# Naive Bayes

`scikit-learn` provides multiple implementations of Naive Bayes that differ on how conditional probabilities are calculated. So the different implementations are suitable for different types of data. 

- `CategorialNB` will work with categorical data once it is processed using an `OrdinalEncoder`
- `GaussianNB` assumes the numerica features have a Gaussian distribution
- `BernoulliNB` binary data
- `MultinomialNB` count data, e.g. word counts

In [None]:
import pandas as pd
from sklearn.naive_bayes import MultinomialNB, GaussianNB, BernoulliNB, CategoricalNB
from sklearn.metrics import confusion_matrix 
from sklearn.preprocessing import OneHotEncoder

In [None]:
swim = pd.read_csv('Swimming.csv')
swim

## Categorical NB

In [None]:
from sklearn.preprocessing import OrdinalEncoder

In [None]:
swim = pd.read_csv('Swimming.csv')
y = swim.pop('Swimming').values # Set this as the y (target)
print(swim.columns)
print(y)
ord_encoder = OrdinalEncoder()
swimOE = ord_encoder.fit_transform(swim)
swimOE

In [None]:
catNB = CategoricalNB(fit_prior=True,alpha = 0.0001)
swim_catNB = catNB.fit(swimOE,y)
y_dash = swim_catNB.predict(swimOE)
confusion = confusion_matrix(y, y_dash)
print("Confusion matrix:\n{}".format(confusion)) 

In [None]:
ord_encoder.categories_

The model is stored as log probabilities.  
There are five features and two classes.  
The five features have 3,3,2,3,2 possible values. 

In [None]:
catNB.classes_

In [None]:
mparams = catNB.feature_log_prob_
mparams

Probability of Rain_Today = 'Heavy' given 'No'  
Probability of Temp = 'Warm' given 'No'  

In [None]:
import numpy as np
np.exp(1)**mparams[1][1,0], np.exp(1)**mparams[2][1,1]

In [None]:
# Three query examples, two from the lecture and one from the training data.
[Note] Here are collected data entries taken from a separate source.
//! UI-layer composition: the map view and its rendering-surface sink.
//!
//! `MapView` owns the page loader and the viewport controller, forwards the
//! first-data notification between them, and pushes their published state to
//! a `RenderSurface` only when the corresponding revision moved.

use collection::{FeatureSource, FetchError, LoadOutcome, LoaderConfig, PageLoader};
use serde_json::{json, Value};
use tracing::info;
use viewport::{ViewportConfig, ViewportController};

/// Sink half of the rendering surface: accepts a feature collection and a
/// camera directive as data, and is never queried back.
pub trait RenderSurface {
    fn set_shape(&mut self, collection: Value);
    fn set_camera(&mut self, camera: Value);
}

/// Rendering surface stand-in that writes NDJSON lines to stdout.
pub struct StdoutSurface;

impl RenderSurface for StdoutSurface {
    fn set_shape(&mut self, collection: Value) {
        println!("{}", json!({ "kind": "shape", "shape": collection }));
    }

    fn set_camera(&mut self, camera: Value) {
        println!("{}", json!({ "kind": "camera", "camera": camera }));
    }
}

/// Values for the status chrome.
#[derive(Debug, Clone, Copy, PartialEq, Eq)]
pub struct ViewStatus {
    pub loading: bool,
    pub number_matched: Option<u64>,
    pub feature_count: usize,
}

pub struct MapView {
    loader: PageLoader,
    viewport: ViewportController,
    pushed_shape: Option<u64>,
    pushed_camera: Option<u64>,
}

impl MapView {
    pub fn new(loader: LoaderConfig, viewport: ViewportConfig) -> Self {
        Self {
            loader: PageLoader::new(loader),
            viewport: ViewportController::new(viewport),
            pushed_shape: None,
            pushed_camera: None,
        }
    }

    /// Load and merge the next page, recentering on the first data.
    pub async fn load_more(
        &mut self,
        source: &dyn FeatureSource,
    ) -> Result<LoadOutcome, FetchError> {
        let outcome = self.loader.load_next_page(source).await?;
        match &outcome {
            LoadOutcome::Merged {
                appended,
                discarded,
                first_data,
            } => {
                info!(
                    "loaded {appended} features ({discarded} over the ceiling), {} held",
                    self.loader.feature_count()
                );
                if let Some(center) = first_data {
                    self.viewport.on_first_data(*center);
                }
            }
            LoadOutcome::InFlight => info!("load skipped: a page fetch is in flight"),
            LoadOutcome::AtCapacity => info!("load skipped: feature ceiling reached"),
        }
        Ok(outcome)
    }

    pub async fn refresh_matched_count(
        &mut self,
        source: &dyn FeatureSource,
    ) -> Result<(), FetchError> {
        self.loader.fetch_matched_count(source).await
    }

    pub fn zoom_in(&mut self) -> bool {
        self.viewport.zoom_in()
    }

    pub fn zoom_out(&mut self) -> bool {
        self.viewport.zoom_out()
    }

    pub fn reset(&mut self) {
        self.loader.reset();
        self.viewport.reset();
    }

    pub fn status(&self) -> ViewStatus {
        ViewStatus {
            loading: self.loader.is_loading(),
            number_matched: self.loader.matched_count(),
            feature_count: self.loader.feature_count(),
        }
    }

    pub fn last_error(&self) -> Option<String> {
        self.loader.last_error().map(|e| e.to_string())
    }

    /// Push state the rendering surface has not seen yet.
    pub fn sync(&mut self, surface: &mut dyn RenderSurface) {
        let shape_rev = self.loader.revision();
        if self.pushed_shape != Some(shape_rev) {
            surface.set_shape(json!({
                "type": "FeatureCollection",
                "features": self.loader.features(),
            }));
            self.pushed_shape = Some(shape_rev);
        }

        let camera_rev = self.viewport.revision();
        if self.pushed_camera != Some(camera_rev) {
            let directive = self.viewport.directive();
            surface.set_camera(json!({
                "center": directive.center.to_array(),
                "zoom": directive.zoom,
                "animation": {
                    "mode": directive.animation.mode.as_str(),
                    "durationMs": directive.animation.duration_ms,
                },
            }));
            self.pushed_camera = Some(camera_rev);
        }
    }
}
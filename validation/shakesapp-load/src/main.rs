//! Load generator CLI for the shakesapp search service.

use anyhow::Context;
use clap::{Parser, Subcommand, ValueEnum};
use rand::rngs::StdRng;
use rand::SeedableRng;
use shakesapp_load::{LoadRunner, RequestGenerator, ResultsReport, TestConfig};
use std::path::PathBuf;
use tracing::info;
use tracing_subscriber::{EnvFilter, FmtSubscriber};

#[derive(Parser)]
#[command(name = "shakesapp-load")]
#[command(about = "Concurrent synthetic traffic for the shakesapp search service", long_about = None)]
struct Cli {
    #[command(subcommand)]
    command: Commands,

    /// Log level (overridden by RUST_LOG)
    #[arg(long, global = true, default_value = "info")]
    log_level: String,

    /// Emit logs as JSON
    #[arg(long, global = true)]
    log_json: bool,
}

#[derive(Subcommand)]
enum Commands {
    /// Run a load test, from a scenario file or the built-in defaults
    Run {
        /// Path to scenario YAML file
        #[arg(short, long)]
        scenario: Option<PathBuf>,

        /// Override number of virtual users
        #[arg(short, long, env = "SHAKESAPP_LOAD_CONCURRENCY")]
        concurrency: Option<u32>,

        /// Override test duration in seconds
        #[arg(short, long, env = "SHAKESAPP_LOAD_DURATION")]
        duration: Option<u64>,

        /// Override pause between iterations, in milliseconds
        #[arg(long)]
        delay_ms: Option<u64>,

        /// Override target endpoint
        #[arg(short, long, env = "SHAKESAPP_LOAD_ENDPOINT")]
        endpoint: Option<String>,

        /// Open a fresh connection for every request
        #[arg(long)]
        no_reuse: bool,

        /// RNG seed for a reproducible term sequence
        #[arg(long)]
        seed: Option<u64>,

        /// Output format
        #[arg(short, long, value_enum, default_value_t = OutputFormat::Table)]
        output: OutputFormat,

        /// Hide the progress bar
        #[arg(long)]
        no_progress: bool,
    },

    /// Print generated request URLs without sending them
    Sample {
        /// Path to scenario YAML file
        #[arg(short, long)]
        scenario: Option<PathBuf>,

        /// Number of URLs to print
        #[arg(short = 'n', long, default_value = "10")]
        count: usize,

        /// RNG seed
        #[arg(long)]
        seed: Option<u64>,
    },

    /// List available scenarios
    List {
        /// Scenarios directory
        #[arg(short, long, default_value = "scenarios")]
        dir: PathBuf,
    },
}

#[derive(Clone, Copy, ValueEnum)]
enum OutputFormat {
    Table,
    Json,
    Csv,
}

#[tokio::main]
async fn main() -> anyhow::Result<()> {
    let cli = Cli::parse();
    init_tracing(&cli.log_level, cli.log_json)?;

    match cli.command {
        Commands::Run {
            scenario,
            concurrency,
            duration,
            delay_ms,
            endpoint,
            no_reuse,
            seed,
            output,
            no_progress,
        } => {
            let mut config = load_config(scenario.as_ref())?;

            // Apply overrides
            if let Some(c) = concurrency {
                config.concurrency = c;
            }
            if let Some(d) = duration {
                config.duration_secs = d;
            }
            if let Some(d) = delay_ms {
                config.delay_ms = d;
            }
            if let Some(e) = endpoint {
                config.target_endpoint = e;
            }
            if no_reuse {
                config.reuse_connections = false;
            }
            if seed.is_some() {
                config.seed = seed;
            }

            let runner = LoadRunner::new(config)?.with_progress(!no_progress);
            let results = runner.run().await?;

            match output {
                OutputFormat::Json => {
                    println!("{}", ResultsReport::format_json(&results)?);
                }
                OutputFormat::Csv => {
                    println!("{}", ResultsReport::csv_header());
                    println!("{}", ResultsReport::format_csv(&results));
                }
                OutputFormat::Table => {
                    println!("{}", ResultsReport::format_table(&results));
                }
            }

            Ok(())
        }
        Commands::Sample {
            scenario,
            count,
            seed,
        } => {
            let config = load_config(scenario.as_ref())?;
            let generator = RequestGenerator::new(&config.vocabulary, &config.target_endpoint)?;
            let mut rng = match seed.or(config.seed) {
                Some(seed) => StdRng::seed_from_u64(seed),
                None => StdRng::from_entropy(),
            };

            for _ in 0..count {
                let request = generator.generate(&mut rng);
                println!("{}\t{}", request.term, request.url);
            }

            Ok(())
        }
        Commands::List { dir } => {
            let entries = std::fs::read_dir(&dir)
                .with_context(|| format!("failed to read scenario directory {}", dir.display()))?;

            let mut scenarios = Vec::new();
            for path in entries.flatten().map(|entry| entry.path()) {
                if !matches!(
                    path.extension().and_then(|s| s.to_str()),
                    Some("yaml" | "yml")
                ) {
                    continue;
                }
                match TestConfig::from_file(&path) {
                    Ok(config) => scenarios.push((
                        path.file_name()
                            .map(|n| n.to_string_lossy().to_string())
                            .unwrap_or_default(),
                        config,
                    )),
                    Err(e) => tracing::warn!(path = %path.display(), error = %e, "Skipping scenario"),
                }
            }
            scenarios.sort_by(|a, b| a.0.cmp(&b.0));

            println!("Available scenarios in {}:", dir.display());
            println!();
            if scenarios.is_empty() {
                println!("No scenario files found");
            }
            for (filename, config) in scenarios {
                println!(
                    "  {} - {} ({} users, {}s)",
                    filename, config.name, config.concurrency, config.duration_secs
                );
                if !config.description.is_empty() {
                    println!("    {}", config.description);
                }
                println!();
            }

            Ok(())
        }
    }
}

fn load_config(scenario: Option<&PathBuf>) -> anyhow::Result<TestConfig> {
    match scenario {
        Some(path) => {
            info!(scenario = %path.display(), "Loading scenario");
            TestConfig::from_file(path)
                .with_context(|| format!("failed to load scenario {}", path.display()))
        }
        None => Ok(TestConfig::default()),
    }
}

/// Logs go to stderr; stdout carries only the report.
fn init_tracing(level: &str, json: bool) -> anyhow::Result<()> {
    let filter = EnvFilter::try_from_default_env().or_else(|_| EnvFilter::try_new(level))?;

    let builder = FmtSubscriber::builder()
        .with_env_filter(filter)
        .with_target(false)
        .with_writer(std::io::stderr);

    if json {
        tracing::subscriber::set_global_default(builder.json().finish())?;
    } else {
        tracing::subscriber::set_global_default(builder.finish())?;
    }
    Ok(())
}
squery = pd.DataFrame([["Moderate","Moderate","Warm","Light","Some"],
                       ["Moderate","Moderate","Cold","Moderate","Some"],
                       ["Moderate","Light","Warm","Light","None"]
                      ], columns=swim.columns)

In [None]:
X_query = ord_encoder.transform(squery)
X_query, X_query.shape

In [None]:
y_query = swim_catNB.predict(X_query)
y_query

In [None]:
q_probs = swim_catNB.predict_proba(X_query)
q_probs

In [None]:
swim_catNB.get_params()

### Taking care of category order
Providing the `OrdinalEncoder` with the correct order.  
Doesn't make any difference to the classifier because `CategoryNB` does not consider order.

In [None]:
swim_cats =[['Light','Moderate','Heavy'],
            ['Light','Moderate','Heavy'],
            ['Cold','Warm'],
            ['Light', 'Moderate','Gale'],
            ['None','Some'],
           ]

In [None]:
swim = pd.read_csv('Swimming.csv')
y = swim.pop('Swimming').values # Set this as the y (target)
print(swim.columns)
print(y)
ord_encoderV2 = OrdinalEncoder(categories = swim_cats)
swimOEV2 = ord_encoderV2.fit_transform(swim)
swimOEV2

In [None]:
catNB = CategoricalNB(fit_prior=True,alpha = 0.0001)
swim_catNB = catNB.fit(swimOEV2,y)
y_dash = swim_catNB.predict(swimOEV2)
confusion = confusion_matrix(y, y_dash)
print("Confusion matrix:\n{}".format(confusion)) 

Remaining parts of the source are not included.